Can a virus have intelligence?

The new Coronavirus is a respiratory virus which spreads primarily through droplets generated when an infected person coughs or sneezes, or through droplets of saliva or discharge from the nose. Coronavirus can cause more severe symptoms in people with weakened immune systems, older people, and those with long term conditions like diabetes, cancer and chronic lung disease.

Viruses have ways to enter the human body [through the nasal passages, mouth, skin or via injection]. Many have evolved defenses to help them evade the immune system. Viruses that cause infection in humans hold a 'key' that allows them to unlock normal molecules [called viral receptors] on a human cell surface and slip inside. Once in, viruses commandeer the cell’s nucleic acid and protein-making machinery, so that more copies of the virus can be made.

For about 100 years, the scientific community has repeatedly changed its collective mind over what viruses are. First seen as poisons, then as life-forms, then biological chemicals, viruses today are thought of as being in a gray area between living and nonliving: they cannot replicate on their own but can do so in truly living cells and can also affect the behavior of their hosts profoundly. The categorization of viruses as nonliving during much of the modern era of biological science has had an unintended consequence. it has led most researchers to ignore viruses in the study of evolution. However, scientists are beginning to appreciate viruses as fundamental players in the history of life.

But viruses directly exchange genetic information with living organisms, that is, within the web of life itself. A possible surprise to most physicians, and perhaps to most evolutionary biologists as well, is that most known viruses are persistent and innocuous, not pathogenic. They take up residence in cells, where they may remain dormant for long periods or take advantage of the cells’ replication apparatus to reproduce at a slow and steady rate. These viruses have developed many clever ways to avoid detection by the host immune system, essentially every step in the immune process can be altered or controlled by various genes found in one virus or another.

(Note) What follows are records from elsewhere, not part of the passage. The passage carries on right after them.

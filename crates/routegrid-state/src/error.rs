//! Error types for the state store.

use thiserror::Error;

/// Result type alias for state store operations.
pub type StateResult<T> = Result<T, StateError>;

/// Errors that can occur during state store operations.
#[derive(Debug, Error)]
pub enum StateError {
    #[error("failed to open database: {0}")]
    Open(String),

    #[error("transaction error: {0}")]
    Transaction(String),

    #[error("table error: {0}")]
    Table(String),

    #[error("read error: {0}")]
    Read(String),

    #[error("write error: {0}")]
    Write(String),

    #[error("serialization error: {0}")]
    Serialize(String),

    #[error("deserialization error: {0}")]
    Deserialize(String),

    #[error("not found: {0}")]
    NotFound(String),

    /// An optimistic status guard failed inside a commit transaction
    /// (someone else got there first).
    #[error("conflict: {0}")]
    Conflict(String),
}
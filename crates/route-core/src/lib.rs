//! route-core — domain types for the Routegrid plan lifecycle engine.
//!
//! Entities, status enums, and the typed solver result schema shared by the
//! state store and the engine crates. The solver payload is parsed into
//! typed structs exactly once at the boundary ([`result::OptimizationResult`]);
//! everything downstream works with typed data, never raw JSON.

pub mod result;
pub mod status;
pub mod time;
pub mod types;

pub use result::*;
pub use status::*;
pub use time::{now_epoch, parse_epoch_or_none};
pub use types::*;
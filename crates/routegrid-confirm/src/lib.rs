//! routegrid-confirm — the plan confirmation transaction.
//!
//! Converts a completed optimization job into durable state: configuration
//! DRAFT → CONFIRMED, still-PENDING orders → ASSIGNED, bulk route stop
//! creation, write-once plan metrics — all inside one store transaction —
//! followed by a best-effort audit entry and release of the tenant's
//! advisory optimization lock.

pub mod engine;
pub mod lock;

pub use engine::{
    ConfirmError, ConfirmOutcome, ConfirmRequest, ConfirmationEngine, SkippedOrders,
};
pub use lock::TenantLocks;
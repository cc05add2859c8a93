//! routegrid-validate — read-only plan checks and metrics.
//!
//! The validator cross-checks an optimization result against live order,
//! vehicle and driver state and produces classified issues; it never
//! writes. The metrics calculator derives aggregate plan quality figures
//! and compares them with the tenant's previous confirmed plan. Both run
//! before the confirmation transaction.

pub mod metrics;
pub mod validator;

pub use metrics::compute_metrics;
pub use validator::{IssueCode, PlanValidator, Severity, ValidationIssue, ValidationReport};
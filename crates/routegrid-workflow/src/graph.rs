//! Workflow graph — validated adjacency sets over tenant-custom states.

use std::collections::{HashMap, HashSet};

use thiserror::Error;

use route_core::{StateId, StateRequirements, StopStatus, WorkflowState, WorkflowTransition};

/// Errors raised while building or mutating a workflow graph.
#[derive(Debug, Error)]
pub enum WorkflowError {
    #[error("self-transition on state {0} is illegal")]
    SelfTransition(StateId),

    #[error("terminal state {0} cannot have outgoing transitions")]
    TerminalOutgoing(StateId),

    #[error("more than one default state: {0} and {1}")]
    MultipleDefaults(StateId, StateId),

    #[error("transition references unknown state {0}")]
    UnknownState(StateId),

    #[error(
        "transition {from} -> {to} widens the core machine ({from_sys} -> {to_sys} is not a core edge)"
    )]
    WidensCoreMachine {
        from: StateId,
        to: StateId,
        from_sys: StopStatus,
        to_sys: StopStatus,
    },
}

/// A validated per-tenant workflow graph.
///
/// Built from stored states and transitions; all invariants hold once
/// construction succeeds. Lookups are O(1).
#[derive(Debug, Clone)]
pub struct WorkflowGraph {
    states: HashMap<StateId, WorkflowState>,
    /// Enabled custom edges as adjacency sets.
    edges: HashMap<StateId, HashSet<StateId>>,
    /// Enabled edges projected onto system states (already intersected
    /// with the core machine by the widening check).
    system_edges: HashSet<(StopStatus, StopStatus)>,
    default_state: Option<StateId>,
}

impl WorkflowGraph {
    /// Build and validate a graph. Disabled transitions are ignored.
    pub fn build(
        states: Vec<WorkflowState>,
        transitions: Vec<WorkflowTransition>,
    ) -> Result<Self, WorkflowError> {
        let mut state_map = HashMap::new();
        let mut default_state: Option<StateId> = None;
        for state in states {
            if state.is_default {
                if let Some(existing) = &default_state {
                    return Err(WorkflowError::MultipleDefaults(
                        existing.clone(),
                        state.id.clone(),
                    ));
                }
                default_state = Some(state.id.clone());
            }
            state_map.insert(state.id.clone(), state);
        }

        let mut edges: HashMap<StateId, HashSet<StateId>> = HashMap::new();
        let mut system_edges = HashSet::new();
        for t in transitions.into_iter().filter(|t| t.enabled) {
            if t.from_state_id == t.to_state_id {
                return Err(WorkflowError::SelfTransition(t.from_state_id));
            }
            let from = state_map
                .get(&t.from_state_id)
                .ok_or_else(|| WorkflowError::UnknownState(t.from_state_id.clone()))?;
            let to = state_map
                .get(&t.to_state_id)
                .ok_or_else(|| WorkflowError::UnknownState(t.to_state_id.clone()))?;
            if from.is_terminal {
                return Err(WorkflowError::TerminalOutgoing(from.id.clone()));
            }
            // Narrowing only: the system projection of every custom edge
            // must already be legal in the core machine.
            if !from.system_state.can_transition_to(to.system_state) {
                return Err(WorkflowError::WidensCoreMachine {
                    from: from.id.clone(),
                    to: to.id.clone(),
                    from_sys: from.system_state,
                    to_sys: to.system_state,
                });
            }
            system_edges.insert((from.system_state, to.system_state));
            edges
                .entry(t.from_state_id)
                .or_default()
                .insert(t.to_state_id);
        }

        Ok(Self {
            states: state_map,
            edges,
            system_edges,
            default_state,
        })
    }

    /// Is the custom-state edge `from -> to` currently legal?
    pub fn is_allowed(&self, from: &str, to: &str) -> bool {
        self.edges.get(from).is_some_and(|outs| outs.contains(to))
    }

    /// Is the system-state transition legal under this tenant's graph?
    pub fn system_allowed(&self, from: StopStatus, to: StopStatus) -> bool {
        self.system_edges.contains(&(from, to))
    }

    pub fn state(&self, id: &str) -> Option<&WorkflowState> {
        self.states.get(id)
    }

    pub fn default_state(&self) -> Option<&WorkflowState> {
        self.default_state.as_deref().and_then(|id| self.states.get(id))
    }

    /// Requirements to enter the given system state: the unique enabled
    /// custom state mapped onto it, or none when the mapping is absent or
    /// ambiguous.
    pub fn requirements_for_system(&self, system: StopStatus) -> Option<StateRequirements> {
        let mut found: Option<&WorkflowState> = None;
        for state in self.states.values() {
            if state.system_state == system {
                if found.is_some() {
                    return None;
                }
                found = Some(state);
            }
        }
        found.map(|s| s.requirements)
    }

    /// Seed graph for tenants with no customization: one state per system
    /// state, all core edges enabled.
    pub fn seed_defaults(tenant: &str) -> (Vec<WorkflowState>, Vec<WorkflowTransition>) {
        let state_id = |s: StopStatus| format!("sys-{}", s.to_string().to_lowercase());
        let states = StopStatus::all()
            .into_iter()
            .map(|s| WorkflowState {
                id: state_id(s),
                tenant_id: tenant.to_string(),
                label: s.to_string(),
                icon: None,
                system_state: s,
                is_terminal: s.is_terminal(),
                is_default: s == StopStatus::Pending,
                requirements: StateRequirements::default(),
            })
            .collect();
        let mut transitions = Vec::new();
        for from in StopStatus::all() {
            for to in StopStatus::all() {
                if from.can_transition_to(to) {
                    transitions.push(WorkflowTransition {
                        tenant_id: tenant.to_string(),
                        from_state_id: state_id(from),
                        to_state_id: state_id(to),
                        enabled: true,
                    });
                }
            }
        }
        (states, transitions)
    }
}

Part of this comes from the ability of viruses to shuffle genes with as much deft as some genetic engineers. Viruses can pick up pieces of cellular genes or incorporate their genes into the cell’s genome. That means that evolution occurs all the time in viruses. It is a very dynamic process.

Are viruses alive? This is actually a really hard question to answer. Viruses are much simpler than other organisms that we definitely consider alive. Viruses must also use a host cell [and all its complex machinery] in order to replicate. This means that a virus cannot replicate without a host. Viruses are the ultimate freeloaders, they sneak into our cells, eat our food and rely on our homeostasis [their favourite temperature just happens to be body temperature!]